===== LISTED ENTRIES =====
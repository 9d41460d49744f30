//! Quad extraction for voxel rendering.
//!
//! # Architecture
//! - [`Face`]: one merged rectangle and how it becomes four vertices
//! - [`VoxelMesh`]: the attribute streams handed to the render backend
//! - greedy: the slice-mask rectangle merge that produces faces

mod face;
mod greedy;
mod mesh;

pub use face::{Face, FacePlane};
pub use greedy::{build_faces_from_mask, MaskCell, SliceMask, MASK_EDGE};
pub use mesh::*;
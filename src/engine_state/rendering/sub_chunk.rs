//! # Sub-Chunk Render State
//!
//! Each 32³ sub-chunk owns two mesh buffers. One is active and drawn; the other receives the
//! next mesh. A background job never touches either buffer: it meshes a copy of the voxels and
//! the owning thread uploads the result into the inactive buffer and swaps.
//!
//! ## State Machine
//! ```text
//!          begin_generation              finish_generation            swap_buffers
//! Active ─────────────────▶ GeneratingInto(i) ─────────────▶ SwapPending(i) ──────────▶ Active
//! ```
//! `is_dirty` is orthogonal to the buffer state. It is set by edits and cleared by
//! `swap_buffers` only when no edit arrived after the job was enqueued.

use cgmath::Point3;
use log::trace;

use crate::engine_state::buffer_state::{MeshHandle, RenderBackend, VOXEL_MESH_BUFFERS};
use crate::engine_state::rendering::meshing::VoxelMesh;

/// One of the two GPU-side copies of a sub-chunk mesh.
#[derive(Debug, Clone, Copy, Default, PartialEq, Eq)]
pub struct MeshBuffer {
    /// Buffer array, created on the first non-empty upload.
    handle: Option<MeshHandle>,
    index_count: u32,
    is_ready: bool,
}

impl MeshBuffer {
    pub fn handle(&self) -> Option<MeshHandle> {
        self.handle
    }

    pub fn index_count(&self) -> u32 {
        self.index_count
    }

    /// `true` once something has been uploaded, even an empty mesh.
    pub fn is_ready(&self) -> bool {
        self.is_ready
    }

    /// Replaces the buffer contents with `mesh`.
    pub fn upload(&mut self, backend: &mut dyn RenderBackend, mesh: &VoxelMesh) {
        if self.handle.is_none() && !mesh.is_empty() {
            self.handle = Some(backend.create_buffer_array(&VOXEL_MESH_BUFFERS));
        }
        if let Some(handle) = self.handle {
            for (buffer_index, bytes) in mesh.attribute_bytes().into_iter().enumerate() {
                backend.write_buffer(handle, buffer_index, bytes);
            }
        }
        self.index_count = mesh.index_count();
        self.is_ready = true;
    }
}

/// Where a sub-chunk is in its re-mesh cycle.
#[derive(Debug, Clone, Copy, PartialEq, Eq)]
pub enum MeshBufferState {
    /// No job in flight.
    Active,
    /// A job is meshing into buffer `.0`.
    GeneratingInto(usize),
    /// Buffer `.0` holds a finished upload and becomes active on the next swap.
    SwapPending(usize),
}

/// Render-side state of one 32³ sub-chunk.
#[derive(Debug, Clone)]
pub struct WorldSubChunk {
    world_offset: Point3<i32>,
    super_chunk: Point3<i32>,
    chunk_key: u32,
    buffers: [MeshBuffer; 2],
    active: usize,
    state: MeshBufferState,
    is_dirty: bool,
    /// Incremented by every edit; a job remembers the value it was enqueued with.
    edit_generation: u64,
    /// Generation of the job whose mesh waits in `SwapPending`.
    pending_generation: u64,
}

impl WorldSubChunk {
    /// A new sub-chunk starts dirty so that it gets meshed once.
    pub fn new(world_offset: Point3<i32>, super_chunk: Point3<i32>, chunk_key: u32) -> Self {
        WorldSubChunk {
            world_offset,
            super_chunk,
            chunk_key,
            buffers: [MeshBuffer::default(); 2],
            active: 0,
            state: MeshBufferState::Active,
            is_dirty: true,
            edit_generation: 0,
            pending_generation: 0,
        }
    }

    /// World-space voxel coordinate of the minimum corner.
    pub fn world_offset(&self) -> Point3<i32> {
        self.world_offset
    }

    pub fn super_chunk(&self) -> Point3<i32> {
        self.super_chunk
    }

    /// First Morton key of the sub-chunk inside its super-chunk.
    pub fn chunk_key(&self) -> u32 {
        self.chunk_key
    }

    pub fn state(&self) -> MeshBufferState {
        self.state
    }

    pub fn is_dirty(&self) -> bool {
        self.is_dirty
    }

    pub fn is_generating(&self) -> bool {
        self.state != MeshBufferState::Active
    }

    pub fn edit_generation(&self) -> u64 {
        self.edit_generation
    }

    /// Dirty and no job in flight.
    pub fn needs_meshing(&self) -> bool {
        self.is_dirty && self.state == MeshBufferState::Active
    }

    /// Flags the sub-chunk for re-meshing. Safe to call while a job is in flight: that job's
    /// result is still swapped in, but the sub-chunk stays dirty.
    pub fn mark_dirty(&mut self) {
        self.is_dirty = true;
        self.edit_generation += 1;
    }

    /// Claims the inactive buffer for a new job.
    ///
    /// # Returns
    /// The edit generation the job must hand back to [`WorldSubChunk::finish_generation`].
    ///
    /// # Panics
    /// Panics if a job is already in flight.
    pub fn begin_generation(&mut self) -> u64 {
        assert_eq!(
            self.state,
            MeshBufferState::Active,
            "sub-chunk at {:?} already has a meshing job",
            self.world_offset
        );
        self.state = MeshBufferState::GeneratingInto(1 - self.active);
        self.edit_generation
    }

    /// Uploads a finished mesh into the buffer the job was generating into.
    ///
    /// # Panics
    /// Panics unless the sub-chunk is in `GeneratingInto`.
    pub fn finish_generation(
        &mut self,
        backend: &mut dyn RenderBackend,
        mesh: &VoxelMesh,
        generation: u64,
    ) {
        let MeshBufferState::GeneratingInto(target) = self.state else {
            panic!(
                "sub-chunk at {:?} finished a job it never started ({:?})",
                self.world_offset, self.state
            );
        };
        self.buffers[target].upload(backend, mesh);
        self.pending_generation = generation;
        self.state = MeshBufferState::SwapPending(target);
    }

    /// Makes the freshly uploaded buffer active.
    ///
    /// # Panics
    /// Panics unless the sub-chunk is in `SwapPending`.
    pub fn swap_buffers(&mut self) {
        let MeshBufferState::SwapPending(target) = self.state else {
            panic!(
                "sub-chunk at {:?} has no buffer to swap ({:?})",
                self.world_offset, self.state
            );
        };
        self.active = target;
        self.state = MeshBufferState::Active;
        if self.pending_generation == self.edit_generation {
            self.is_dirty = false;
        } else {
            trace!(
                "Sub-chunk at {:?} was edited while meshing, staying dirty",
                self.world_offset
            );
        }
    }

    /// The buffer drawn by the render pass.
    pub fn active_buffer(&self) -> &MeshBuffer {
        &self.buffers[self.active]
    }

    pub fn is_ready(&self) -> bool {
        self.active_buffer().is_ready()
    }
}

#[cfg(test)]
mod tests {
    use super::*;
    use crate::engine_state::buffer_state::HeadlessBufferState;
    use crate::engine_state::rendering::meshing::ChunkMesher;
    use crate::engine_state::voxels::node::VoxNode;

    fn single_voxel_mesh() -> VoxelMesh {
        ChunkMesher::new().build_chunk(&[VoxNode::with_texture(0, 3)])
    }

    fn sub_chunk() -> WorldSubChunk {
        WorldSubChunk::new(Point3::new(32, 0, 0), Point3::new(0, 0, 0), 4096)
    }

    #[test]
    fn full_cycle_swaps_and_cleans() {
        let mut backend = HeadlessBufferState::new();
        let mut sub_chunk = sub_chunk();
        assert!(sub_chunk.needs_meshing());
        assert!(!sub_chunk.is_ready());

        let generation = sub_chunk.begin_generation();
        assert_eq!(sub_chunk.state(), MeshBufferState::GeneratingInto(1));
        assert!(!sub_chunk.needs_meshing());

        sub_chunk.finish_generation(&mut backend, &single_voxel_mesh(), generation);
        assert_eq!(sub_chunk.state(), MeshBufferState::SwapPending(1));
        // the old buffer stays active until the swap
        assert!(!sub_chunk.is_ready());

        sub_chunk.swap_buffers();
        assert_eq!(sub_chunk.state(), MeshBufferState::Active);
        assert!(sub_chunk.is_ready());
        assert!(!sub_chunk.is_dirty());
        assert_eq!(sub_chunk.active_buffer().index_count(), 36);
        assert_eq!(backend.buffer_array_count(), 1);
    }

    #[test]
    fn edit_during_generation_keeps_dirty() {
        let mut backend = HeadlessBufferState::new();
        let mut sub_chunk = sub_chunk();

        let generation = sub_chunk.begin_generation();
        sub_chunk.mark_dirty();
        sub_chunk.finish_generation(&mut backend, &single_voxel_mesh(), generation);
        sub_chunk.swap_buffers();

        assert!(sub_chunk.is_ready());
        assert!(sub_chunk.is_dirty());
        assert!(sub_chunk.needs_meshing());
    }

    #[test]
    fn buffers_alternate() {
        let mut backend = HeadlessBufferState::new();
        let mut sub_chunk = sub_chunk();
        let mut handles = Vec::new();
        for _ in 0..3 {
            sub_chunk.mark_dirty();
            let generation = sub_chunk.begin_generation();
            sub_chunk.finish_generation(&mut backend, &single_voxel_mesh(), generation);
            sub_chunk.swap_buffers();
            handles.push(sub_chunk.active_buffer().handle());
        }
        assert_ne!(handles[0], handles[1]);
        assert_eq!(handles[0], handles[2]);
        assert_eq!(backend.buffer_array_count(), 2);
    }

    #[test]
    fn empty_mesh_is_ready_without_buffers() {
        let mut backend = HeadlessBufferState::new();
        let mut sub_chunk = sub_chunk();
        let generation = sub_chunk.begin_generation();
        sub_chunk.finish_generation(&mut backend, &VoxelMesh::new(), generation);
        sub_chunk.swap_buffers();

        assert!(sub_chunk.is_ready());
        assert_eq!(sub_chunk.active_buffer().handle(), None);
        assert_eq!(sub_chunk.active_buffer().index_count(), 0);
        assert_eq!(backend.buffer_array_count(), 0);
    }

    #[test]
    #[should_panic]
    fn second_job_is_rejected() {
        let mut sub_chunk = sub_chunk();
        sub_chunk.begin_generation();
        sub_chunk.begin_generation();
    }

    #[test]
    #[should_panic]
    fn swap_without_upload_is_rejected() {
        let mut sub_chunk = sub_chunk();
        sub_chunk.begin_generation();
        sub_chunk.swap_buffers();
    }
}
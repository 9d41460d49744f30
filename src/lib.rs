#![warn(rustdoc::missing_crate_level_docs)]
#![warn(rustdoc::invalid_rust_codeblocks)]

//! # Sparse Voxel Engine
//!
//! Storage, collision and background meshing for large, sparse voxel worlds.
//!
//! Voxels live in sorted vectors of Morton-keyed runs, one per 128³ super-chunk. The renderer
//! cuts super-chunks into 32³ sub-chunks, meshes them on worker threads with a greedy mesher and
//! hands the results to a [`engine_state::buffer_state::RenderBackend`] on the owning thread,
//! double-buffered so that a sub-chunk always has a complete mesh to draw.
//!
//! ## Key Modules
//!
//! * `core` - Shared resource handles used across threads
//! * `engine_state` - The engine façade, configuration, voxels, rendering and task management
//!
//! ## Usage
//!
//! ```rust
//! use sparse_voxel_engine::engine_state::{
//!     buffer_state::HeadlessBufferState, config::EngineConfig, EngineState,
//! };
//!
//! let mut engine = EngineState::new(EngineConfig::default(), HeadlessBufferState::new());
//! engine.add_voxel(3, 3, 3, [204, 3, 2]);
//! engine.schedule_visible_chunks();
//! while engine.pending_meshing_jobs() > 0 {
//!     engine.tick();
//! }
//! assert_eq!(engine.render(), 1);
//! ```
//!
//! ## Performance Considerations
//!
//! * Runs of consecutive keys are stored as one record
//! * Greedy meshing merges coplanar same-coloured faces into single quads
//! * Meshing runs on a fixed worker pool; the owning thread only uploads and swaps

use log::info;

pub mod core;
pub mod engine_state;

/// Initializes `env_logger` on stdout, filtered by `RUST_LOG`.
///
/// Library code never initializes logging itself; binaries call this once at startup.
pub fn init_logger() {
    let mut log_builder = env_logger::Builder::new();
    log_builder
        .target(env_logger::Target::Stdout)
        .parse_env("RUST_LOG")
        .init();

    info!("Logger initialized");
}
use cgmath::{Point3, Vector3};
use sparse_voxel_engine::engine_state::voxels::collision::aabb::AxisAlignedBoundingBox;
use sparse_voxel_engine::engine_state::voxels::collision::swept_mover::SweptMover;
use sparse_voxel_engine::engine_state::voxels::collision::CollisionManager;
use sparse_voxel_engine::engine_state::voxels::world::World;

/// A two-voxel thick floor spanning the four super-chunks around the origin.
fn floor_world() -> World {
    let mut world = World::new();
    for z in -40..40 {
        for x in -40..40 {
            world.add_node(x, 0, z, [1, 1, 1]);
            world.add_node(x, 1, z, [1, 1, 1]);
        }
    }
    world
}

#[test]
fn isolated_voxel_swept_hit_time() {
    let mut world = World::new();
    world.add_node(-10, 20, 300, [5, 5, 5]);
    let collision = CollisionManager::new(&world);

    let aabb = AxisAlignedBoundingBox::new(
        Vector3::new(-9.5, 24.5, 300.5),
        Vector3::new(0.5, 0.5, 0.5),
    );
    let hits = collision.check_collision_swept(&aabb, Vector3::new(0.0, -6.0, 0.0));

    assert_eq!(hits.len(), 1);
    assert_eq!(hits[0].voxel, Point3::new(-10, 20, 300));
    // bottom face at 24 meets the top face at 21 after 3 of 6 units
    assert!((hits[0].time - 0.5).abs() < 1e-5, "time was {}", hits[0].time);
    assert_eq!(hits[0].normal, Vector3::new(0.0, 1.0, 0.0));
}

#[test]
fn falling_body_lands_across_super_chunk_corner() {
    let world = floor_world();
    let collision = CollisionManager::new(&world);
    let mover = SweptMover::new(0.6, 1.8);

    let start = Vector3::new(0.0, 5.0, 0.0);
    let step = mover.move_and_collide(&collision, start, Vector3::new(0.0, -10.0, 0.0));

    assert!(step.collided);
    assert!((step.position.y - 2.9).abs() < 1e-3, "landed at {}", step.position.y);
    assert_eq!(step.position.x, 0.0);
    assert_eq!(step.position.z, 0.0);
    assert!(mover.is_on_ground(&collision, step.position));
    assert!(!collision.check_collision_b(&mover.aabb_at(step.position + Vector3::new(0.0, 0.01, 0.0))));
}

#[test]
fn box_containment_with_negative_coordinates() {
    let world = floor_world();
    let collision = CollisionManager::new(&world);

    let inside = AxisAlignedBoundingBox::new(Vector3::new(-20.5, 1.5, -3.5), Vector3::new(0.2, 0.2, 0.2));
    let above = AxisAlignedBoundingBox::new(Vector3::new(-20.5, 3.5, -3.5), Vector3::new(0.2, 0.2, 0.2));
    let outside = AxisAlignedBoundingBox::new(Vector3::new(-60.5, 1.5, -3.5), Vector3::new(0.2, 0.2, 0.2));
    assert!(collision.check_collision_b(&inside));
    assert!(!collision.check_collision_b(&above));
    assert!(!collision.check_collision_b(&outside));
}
=====
### ABOUT THIS TASK:
The word "above" appears in some lines of the records. Please work out how many and reply with that number only.

### TASK SOLUTION:
2